According to recommendations of the National Comprehensive Cancer Network guidelines, RT has been included in the paradigm to maintain excellent local control for high grade tumors although trials have failed to demonstrate a survival benefit. However, for low-grade tumors, observation is recommended unless there are close margins [25]. Schreiber et al. [26] tested the impact of postoperative radiation on OS for high-grade STS of the extremities on the Surveillance, Epidemiology and End Results (SEER) database and concluded that the use of postoperative radiation after radical limb sparing excision is associated with an improved OS and DSS only for patients with tumors >5 cm. In our study, radiotherapy was recommended for patients with tumors exhibiting high risk factors for recurrence. The retrospective nature of this study and the inherent selection bias limit conclusions with regard to the effectiveness of radiotherapy in maintaining local control.

Pre-operative radiotherapy, adjuvant and neo-adjuvant chemotherapy are not included in the standard treatment protocol for STS. These treatment modalities may be used when the tumor is of borderline operability and pre-operative radiotherapy/chemotherapy is judged to be capable of rendering the tumor operable. Adjuvant chemotherapy may be considered in situations where local relapse would be untreatable or where adequate radiotherapy could not be administered owing to the sensitivity of adjacent structures (class 2B evidence). In this study, chemotherapy was not used routinely but on a case by case basis if it was thought useful to spare the limb and often in combination with radiotherapy [27].
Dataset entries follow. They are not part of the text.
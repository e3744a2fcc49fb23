// src/placeholder.rs

//! Optimistic placeholders shown between dispatch and the first
//! authoritative answer

use std::collections::HashMap;
use std::fmt;
use std::time::Duration;

use chrono::{DateTime, Utc};
use serde::{Deserialize, Serialize};
use serde_json::Value;
use tokio::time::Instant;
use uuid::Uuid;

use crate::correlation::CorrelationId;
use crate::types::RequestKind;

#[derive(Debug, Clone, PartialEq, Eq, Hash, Serialize, Deserialize)]
#[serde(transparent)]
pub struct PlaceholderId(String);

impl PlaceholderId {
    fn generate(kind: &RequestKind) -> Self {
        Self(format!("temp-{}-{}", kind.id_prefix(), Uuid::new_v4()))
    }

    pub fn as_str(&self) -> &str {
        &self.0
    }
}

impl fmt::Display for PlaceholderId {
    fn fmt(&self, f: &mut fmt::Formatter<'_>) -> fmt::Result {
        f.write_str(&self.0)
    }
}

/// Provisional stand-in for an entity the backend has not confirmed yet.
/// Never mutated after creation.
#[derive(Debug, Clone, Serialize)]
pub struct OptimisticPlaceholder {
    pub id: PlaceholderId,
    pub correlation_id: CorrelationId,
    pub kind: RequestKind,
    pub stub: Value,
    pub provisional: bool,
    pub created_at: DateTime<Utc>,
    #[serde(skip)]
    created_instant: Instant,
    #[serde(skip)]
    sequence: u64,
}

#[derive(Debug, Default)]
pub struct PlaceholderManager {
    by_correlation: HashMap<CorrelationId, OptimisticPlaceholder>,
    next_sequence: u64,
}

impl PlaceholderManager {
    pub fn new() -> Self {
        Self::default()
    }

    /// Creates the placeholder for `correlation_id`, replacing any earlier one
    pub fn create(
        &mut self,
        correlation_id: CorrelationId,
        kind: RequestKind,
        stub: Value,
    ) -> PlaceholderId {
        let id = PlaceholderId::generate(&kind);
        let placeholder = OptimisticPlaceholder {
            id: id.clone(),
            correlation_id: correlation_id.clone(),
            kind,
            stub,
            provisional: true,
            created_at: Utc::now(),
            created_instant: Instant::now(),
            sequence: self.next_sequence,
        };
        self.next_sequence += 1;

        if let Some(previous) = self.by_correlation.insert(correlation_id, placeholder) {
            tracing::warn!(
                correlation_id = %previous.correlation_id,
                placeholder_id = %previous.id,
                "Replaced existing optimistic placeholder"
            );
        }
        id
    }

    pub fn remove(&mut self, correlation_id: &CorrelationId) -> Option<OptimisticPlaceholder> {
        self.by_correlation.remove(correlation_id)
    }

    pub fn get(&self, correlation_id: &CorrelationId) -> Option<&OptimisticPlaceholder> {
        self.by_correlation.get(correlation_id)
    }

    pub fn contains(&self, correlation_id: &CorrelationId) -> bool {
        self.by_correlation.contains_key(correlation_id)
    }

    /// Visible placeholders in creation order
    pub fn visible(&self) -> Vec<OptimisticPlaceholder> {
        let mut placeholders: Vec<OptimisticPlaceholder> =
            self.by_correlation.values().cloned().collect();
        placeholders.sort_by_key(|placeholder| placeholder.sequence);
        placeholders
    }

    /// Removes placeholders older than `max_age` and returns them
    pub fn expire(&mut self, now: Instant, max_age: Duration) -> Vec<OptimisticPlaceholder> {
        let stale: Vec<CorrelationId> = self
            .by_correlation
            .values()
            .filter(|placeholder| {
                now.saturating_duration_since(placeholder.created_instant) >= max_age
            })
            .map(|placeholder| placeholder.correlation_id.clone())
            .collect();

        stale
            .iter()
            .filter_map(|id| self.by_correlation.remove(id))
            .collect()
    }

    pub fn len(&self) -> usize {
        self.by_correlation.len()
    }

    pub fn is_empty(&self) -> bool {
        self.by_correlation.is_empty()
    }
}

#[cfg(test)]
mod tests {
    use super::*;
    use serde_json::json;

    #[test]
    fn test_create_and_remove() {
        let mut placeholders = PlaceholderManager::new();
        let id = placeholders.create(
            "c1".into(),
            RequestKind::UserMessage,
            json!({"question": "hi"}),
        );

        assert!(id.as_str().starts_with("temp-req-"));
        let placeholder = placeholders.get(&"c1".into()).unwrap();
        assert!(placeholder.provisional);
        assert_eq!(placeholder.stub["question"], "hi");

        assert!(placeholders.remove(&"c1".into()).is_some());
        assert!(placeholders.remove(&"c1".into()).is_none());
    }

    #[test]
    fn test_visible_in_creation_order() {
        let mut placeholders = PlaceholderManager::new();
        for id in ["a", "b", "c"] {
            placeholders.create(id.into(), RequestKind::UserMessage, json!({}));
        }
        let order: Vec<String> = placeholders
            .visible()
            .into_iter()
            .map(|p| p.correlation_id.into_inner())
            .collect();
        assert_eq!(order, vec!["a", "b", "c"]);
    }

    #[tokio::test(start_paused = true)]
    async fn test_expire_old_placeholders() {
        let mut placeholders = PlaceholderManager::new();
        placeholders.create("old".into(), RequestKind::UserMessage, json!({}));
        tokio::time::advance(Duration::from_secs(61)).await;
        placeholders.create("new".into(), RequestKind::UserMessage, json!({}));

        let expired = placeholders.expire(Instant::now(), Duration::from_secs(60));
        assert_eq!(expired.len(), 1);
        assert!(placeholders.contains(&"new".into()));
        assert!(!placeholders.contains(&"old".into()));
    }
}
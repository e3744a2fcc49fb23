// src/view.rs

//! Caller-visible projection of persisted entities
//!
//! The view holds the latest authoritative record per entity, the
//! decision/auxiliary data merged onto it, an index from correlation ID to
//! entity ID (used to patch an entity whose direct response arrives late),
//! and a bounded list of user-visible failure notices.

use std::collections::{HashMap, VecDeque};

use chrono::{DateTime, Utc};
use serde::Serialize;
use serde_json::Value;

use crate::correlation::CorrelationId;
use crate::error::{Error, Result};
use crate::lifecycle::FailureReason;
use crate::placeholder::OptimisticPlaceholder;
use crate::types::{EntityKind, RequestKind};

#[derive(Debug, Clone, PartialEq, Serialize)]
pub struct EntityRecord {
    pub id: String,
    pub kind: EntityKind,
    pub data: Value,
    pub correlation_id: Option<CorrelationId>,
    pub decision: Option<Value>,
    pub auxiliary: Option<Value>,
    pub updated_at: DateTime<Utc>,
}

impl EntityRecord {
    fn sort_key(&self) -> (String, String) {
        let timestamp = self
            .data
            .get("timestamp")
            .and_then(Value::as_str)
            .unwrap_or_default()
            .to_string();
        (timestamp, self.id.clone())
    }
}

#[derive(Debug, Clone, Copy, PartialEq, Eq)]
pub enum UpsertOutcome {
    Inserted,
    Updated,
    Unchanged,
}

/// User-visible failure tied to one operation
#[derive(Debug, Clone, PartialEq, Serialize)]
pub struct FailureNotice {
    pub correlation_id: CorrelationId,
    pub kind: RequestKind,
    pub reason: FailureReason,
    pub message: String,
    pub at: DateTime<Utc>,
}

/// What a page renders: confirmed entities and provisional placeholders
#[derive(Debug, Clone, Serialize)]
#[serde(tag = "entry", rename_all = "snake_case")]
pub enum VisibleEntry {
    Entity(EntityRecord),
    Placeholder(OptimisticPlaceholder),
}

impl VisibleEntry {
    pub fn correlation_id(&self) -> Option<&CorrelationId> {
        match self {
            Self::Entity(record) => record.correlation_id.as_ref(),
            Self::Placeholder(placeholder) => Some(&placeholder.correlation_id),
        }
    }

    pub fn is_provisional(&self) -> bool {
        matches!(self, Self::Placeholder(_))
    }
}

/// Extracts a record's permanent identifier (string or number)
pub fn entity_id(record: &Value) -> Option<String> {
    match record.get("id")? {
        Value::String(id) if !id.is_empty() => Some(id.clone()),
        Value::Number(id) => Some(id.to_string()),
        _ => None,
    }
}

#[derive(Debug)]
pub struct EntityView {
    entities: HashMap<String, EntityRecord>,
    by_correlation: HashMap<CorrelationId, String>,
    notices: VecDeque<FailureNotice>,
    notice_capacity: usize,
}

impl EntityView {
    pub fn new(notice_capacity: usize) -> Self {
        Self {
            entities: HashMap::new(),
            by_correlation: HashMap::new(),
            notices: VecDeque::new(),
            notice_capacity: notice_capacity.max(1),
        }
    }

    /// Inserts or replaces the record while keeping merged data.
    ///
    /// Re-delivering identical data is `Unchanged` and touches nothing. When
    /// several records carry one correlation ID, the first one indexed stays
    /// its target until it is removed.
    pub fn upsert(
        &mut self,
        kind: EntityKind,
        record: Value,
        correlation_id: Option<CorrelationId>,
    ) -> Result<(String, UpsertOutcome)> {
        let id = entity_id(&record)
            .ok_or_else(|| Error::validation("id", "persisted record has no usable id"))?;

        let outcome = match self.entities.get_mut(&id) {
            Some(existing) => {
                let correlation_id = correlation_id.or_else(|| existing.correlation_id.clone());
                if existing.data == record && existing.correlation_id == correlation_id {
                    UpsertOutcome::Unchanged
                } else {
                    if let Some(previous) = existing.correlation_id.take() {
                        if Some(&previous) != correlation_id.as_ref()
                            && self.by_correlation.get(&previous) == Some(&id)
                        {
                            self.by_correlation.remove(&previous);
                        }
                    }
                    existing.data = record;
                    existing.kind = kind;
                    existing.correlation_id = correlation_id.clone();
                    existing.updated_at = Utc::now();
                    if let Some(correlation_id) = correlation_id {
                        self.by_correlation
                            .entry(correlation_id)
                            .or_insert_with(|| id.clone());
                    }
                    UpsertOutcome::Updated
                }
            }
            None => {
                if let Some(correlation_id) = &correlation_id {
                    self.by_correlation
                        .entry(correlation_id.clone())
                        .or_insert_with(|| id.clone());
                }
                self.entities.insert(
                    id.clone(),
                    EntityRecord {
                        id: id.clone(),
                        kind,
                        data: record,
                        correlation_id,
                        decision: None,
                        auxiliary: None,
                        updated_at: Utc::now(),
                    },
                );
                UpsertOutcome::Inserted
            }
        };

        Ok((id, outcome))
    }

    pub fn remove(&mut self, id: &str) -> Option<EntityRecord> {
        let removed = self.entities.remove(id)?;
        if let Some(correlation_id) = &removed.correlation_id {
            if self.by_correlation.get(correlation_id).map(String::as_str) == Some(id) {
                self.by_correlation.remove(correlation_id);
            }
        }
        Some(removed)
    }

    /// Attaches decision/auxiliary data to the entity with `id`. Fields that
    /// are `None` keep their current value.
    pub fn attach(&mut self, id: &str, decision: Option<Value>, auxiliary: Option<Value>) -> bool {
        let Some(record) = self.entities.get_mut(id) else {
            return false;
        };
        if decision.is_some() {
            record.decision = decision;
        }
        if auxiliary.is_some() {
            record.auxiliary = auxiliary;
        }
        record.updated_at = Utc::now();
        true
    }

    pub fn id_for(&self, correlation_id: &CorrelationId) -> Option<&str> {
        self.by_correlation.get(correlation_id).map(String::as_str)
    }

    pub fn by_correlation(&self, correlation_id: &CorrelationId) -> Option<&EntityRecord> {
        self.id_for(correlation_id)
            .and_then(|id| self.entities.get(id))
    }

    pub fn get(&self, id: &str) -> Option<&EntityRecord> {
        self.entities.get(id)
    }

    /// Records of one kind ordered by their `timestamp` field, then ID
    pub fn of_kind(&self, kind: EntityKind) -> Vec<EntityRecord> {
        let mut records: Vec<EntityRecord> = self
            .entities
            .values()
            .filter(|record| record.kind == kind)
            .cloned()
            .collect();
        records.sort_by_key(EntityRecord::sort_key);
        records
    }

    pub fn all(&self) -> Vec<EntityRecord> {
        let mut records: Vec<EntityRecord> = self.entities.values().cloned().collect();
        records.sort_by(|a, b| a.kind.cmp(&b.kind).then_with(|| a.sort_key().cmp(&b.sort_key())));
        records
    }

    pub fn len(&self) -> usize {
        self.entities.len()
    }

    pub fn is_empty(&self) -> bool {
        self.entities.is_empty()
    }

    pub fn push_notice(&mut self, notice: FailureNotice) {
        while self.notices.len() >= self.notice_capacity {
            self.notices.pop_front();
        }
        self.notices.push_back(notice);
    }

    pub fn notices(&self) -> Vec<FailureNotice> {
        self.notices.iter().cloned().collect()
    }

    pub fn clear_notices(&mut self) {
        self.notices.clear();
    }
}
This study, however, is limited by the large time span and its retrospective design, which may result in temporal differences in factors such as patient profile, disease characteristics and treatment protocols and follow-up decisions. However in our data, year-wise split did not show such variance.

Conclusions

We conclude that tumor size, tumor grade and margin status had a prognostic influence in our patients. Despite the lack of facilities and few multidisciplinary cancer care centers for these rare sarcomas, our results were no different from the data published from the developed world.